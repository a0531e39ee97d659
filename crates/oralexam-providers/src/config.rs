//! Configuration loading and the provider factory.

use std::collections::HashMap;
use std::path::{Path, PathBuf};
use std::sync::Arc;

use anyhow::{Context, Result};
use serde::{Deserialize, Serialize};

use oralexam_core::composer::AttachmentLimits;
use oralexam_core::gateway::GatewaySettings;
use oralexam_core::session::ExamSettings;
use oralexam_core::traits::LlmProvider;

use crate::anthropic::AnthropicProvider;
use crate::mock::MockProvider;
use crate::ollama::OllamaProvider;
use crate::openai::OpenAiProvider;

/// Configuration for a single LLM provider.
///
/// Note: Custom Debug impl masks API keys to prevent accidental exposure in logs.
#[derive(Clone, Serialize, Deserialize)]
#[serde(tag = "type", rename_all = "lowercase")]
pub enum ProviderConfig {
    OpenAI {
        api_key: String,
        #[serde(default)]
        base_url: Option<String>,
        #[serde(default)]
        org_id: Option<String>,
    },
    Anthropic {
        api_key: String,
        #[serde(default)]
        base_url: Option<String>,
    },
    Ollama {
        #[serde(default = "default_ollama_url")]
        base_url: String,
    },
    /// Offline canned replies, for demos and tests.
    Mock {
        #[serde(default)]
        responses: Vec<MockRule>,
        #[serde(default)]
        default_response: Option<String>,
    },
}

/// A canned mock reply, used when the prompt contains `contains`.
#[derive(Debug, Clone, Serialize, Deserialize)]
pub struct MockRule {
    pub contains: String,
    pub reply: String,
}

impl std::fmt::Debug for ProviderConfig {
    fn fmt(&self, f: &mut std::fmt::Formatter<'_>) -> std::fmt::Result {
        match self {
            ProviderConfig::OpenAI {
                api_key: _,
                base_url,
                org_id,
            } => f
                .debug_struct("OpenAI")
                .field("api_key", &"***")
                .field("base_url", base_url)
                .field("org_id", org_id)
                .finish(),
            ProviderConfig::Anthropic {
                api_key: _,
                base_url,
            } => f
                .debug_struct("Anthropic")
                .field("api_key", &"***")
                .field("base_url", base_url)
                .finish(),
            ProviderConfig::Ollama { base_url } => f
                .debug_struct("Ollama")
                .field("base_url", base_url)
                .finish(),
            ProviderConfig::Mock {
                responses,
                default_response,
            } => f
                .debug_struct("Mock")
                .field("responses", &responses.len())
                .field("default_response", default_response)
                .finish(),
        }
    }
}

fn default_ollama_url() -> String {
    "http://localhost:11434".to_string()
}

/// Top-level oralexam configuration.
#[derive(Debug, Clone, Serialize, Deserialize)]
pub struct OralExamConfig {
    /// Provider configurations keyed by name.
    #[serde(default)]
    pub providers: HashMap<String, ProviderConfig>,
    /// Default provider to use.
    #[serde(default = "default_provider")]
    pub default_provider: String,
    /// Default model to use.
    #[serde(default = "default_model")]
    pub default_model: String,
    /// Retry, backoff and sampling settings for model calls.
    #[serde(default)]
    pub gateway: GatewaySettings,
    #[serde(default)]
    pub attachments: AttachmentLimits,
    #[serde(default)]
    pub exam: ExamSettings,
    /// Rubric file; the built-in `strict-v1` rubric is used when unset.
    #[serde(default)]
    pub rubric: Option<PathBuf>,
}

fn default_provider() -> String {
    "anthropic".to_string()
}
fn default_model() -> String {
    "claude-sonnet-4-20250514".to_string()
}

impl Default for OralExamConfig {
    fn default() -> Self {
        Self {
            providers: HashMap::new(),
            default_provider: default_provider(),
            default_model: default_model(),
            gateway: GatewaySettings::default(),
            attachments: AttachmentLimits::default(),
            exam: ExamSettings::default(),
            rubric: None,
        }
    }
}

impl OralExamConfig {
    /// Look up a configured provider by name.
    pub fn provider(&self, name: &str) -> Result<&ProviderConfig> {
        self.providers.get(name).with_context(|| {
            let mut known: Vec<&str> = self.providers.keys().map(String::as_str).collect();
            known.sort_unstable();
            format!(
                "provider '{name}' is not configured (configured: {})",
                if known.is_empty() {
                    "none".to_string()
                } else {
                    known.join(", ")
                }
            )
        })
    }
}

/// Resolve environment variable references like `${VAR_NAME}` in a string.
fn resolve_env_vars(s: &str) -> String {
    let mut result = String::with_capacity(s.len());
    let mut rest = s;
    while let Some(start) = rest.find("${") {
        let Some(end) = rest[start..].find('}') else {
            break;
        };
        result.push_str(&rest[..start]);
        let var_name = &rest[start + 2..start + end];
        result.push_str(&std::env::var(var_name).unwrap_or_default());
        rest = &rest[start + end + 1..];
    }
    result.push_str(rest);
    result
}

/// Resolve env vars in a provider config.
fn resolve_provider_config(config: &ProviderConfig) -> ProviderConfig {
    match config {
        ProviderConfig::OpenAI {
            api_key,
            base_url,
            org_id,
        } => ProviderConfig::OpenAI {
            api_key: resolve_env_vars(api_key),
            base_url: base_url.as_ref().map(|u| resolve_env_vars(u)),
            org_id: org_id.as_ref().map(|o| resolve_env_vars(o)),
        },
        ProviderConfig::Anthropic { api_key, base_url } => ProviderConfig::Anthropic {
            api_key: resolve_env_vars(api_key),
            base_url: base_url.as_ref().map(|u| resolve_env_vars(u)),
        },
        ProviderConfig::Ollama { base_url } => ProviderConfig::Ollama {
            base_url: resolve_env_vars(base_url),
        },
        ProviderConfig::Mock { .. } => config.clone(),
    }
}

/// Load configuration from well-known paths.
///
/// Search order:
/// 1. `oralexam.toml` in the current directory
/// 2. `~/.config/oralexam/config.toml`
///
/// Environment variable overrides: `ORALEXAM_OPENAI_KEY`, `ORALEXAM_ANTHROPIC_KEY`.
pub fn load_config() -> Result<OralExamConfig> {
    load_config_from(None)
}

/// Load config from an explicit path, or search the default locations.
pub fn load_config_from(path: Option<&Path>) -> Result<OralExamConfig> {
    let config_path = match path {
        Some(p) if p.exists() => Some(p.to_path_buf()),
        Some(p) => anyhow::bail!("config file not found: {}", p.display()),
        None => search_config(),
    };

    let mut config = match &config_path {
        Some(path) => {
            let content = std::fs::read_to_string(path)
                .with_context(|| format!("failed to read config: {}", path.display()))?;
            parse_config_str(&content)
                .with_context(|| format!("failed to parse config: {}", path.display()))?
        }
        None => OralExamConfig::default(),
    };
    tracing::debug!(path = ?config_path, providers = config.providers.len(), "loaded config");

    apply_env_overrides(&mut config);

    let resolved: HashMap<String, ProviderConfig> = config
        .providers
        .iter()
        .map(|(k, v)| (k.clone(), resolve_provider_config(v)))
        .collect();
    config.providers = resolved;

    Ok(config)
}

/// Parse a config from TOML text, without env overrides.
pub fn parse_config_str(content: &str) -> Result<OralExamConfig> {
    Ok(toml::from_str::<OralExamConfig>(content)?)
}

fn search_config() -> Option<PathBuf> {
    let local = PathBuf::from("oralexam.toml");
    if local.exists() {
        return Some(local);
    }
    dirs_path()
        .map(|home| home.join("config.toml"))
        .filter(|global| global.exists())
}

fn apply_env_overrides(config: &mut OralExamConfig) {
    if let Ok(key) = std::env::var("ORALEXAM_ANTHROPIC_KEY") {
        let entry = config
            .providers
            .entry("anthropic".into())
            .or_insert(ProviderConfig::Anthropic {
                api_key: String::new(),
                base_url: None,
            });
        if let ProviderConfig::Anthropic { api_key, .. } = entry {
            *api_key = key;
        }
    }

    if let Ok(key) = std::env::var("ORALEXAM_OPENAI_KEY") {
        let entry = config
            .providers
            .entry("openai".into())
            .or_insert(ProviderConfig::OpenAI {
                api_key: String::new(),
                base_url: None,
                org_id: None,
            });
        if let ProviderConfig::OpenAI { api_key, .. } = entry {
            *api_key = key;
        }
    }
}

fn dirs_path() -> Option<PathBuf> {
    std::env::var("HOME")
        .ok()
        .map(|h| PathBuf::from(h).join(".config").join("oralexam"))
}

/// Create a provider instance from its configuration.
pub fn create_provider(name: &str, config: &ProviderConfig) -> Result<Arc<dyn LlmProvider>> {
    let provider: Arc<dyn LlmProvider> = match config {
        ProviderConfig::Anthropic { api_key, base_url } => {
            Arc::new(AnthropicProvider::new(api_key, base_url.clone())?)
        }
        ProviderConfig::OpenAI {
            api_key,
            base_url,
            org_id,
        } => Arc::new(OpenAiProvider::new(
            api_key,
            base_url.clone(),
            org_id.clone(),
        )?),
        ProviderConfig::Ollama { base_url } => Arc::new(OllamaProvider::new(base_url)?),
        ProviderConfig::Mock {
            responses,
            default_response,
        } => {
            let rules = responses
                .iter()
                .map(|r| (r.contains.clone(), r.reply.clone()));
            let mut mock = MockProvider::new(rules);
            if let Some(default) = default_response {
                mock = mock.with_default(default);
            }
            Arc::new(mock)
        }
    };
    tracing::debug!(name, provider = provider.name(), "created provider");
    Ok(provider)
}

* Exercise prompt
Find how many lines of the listing include the word "LlmProvider" and answer with that count by itself.

* Completed task
3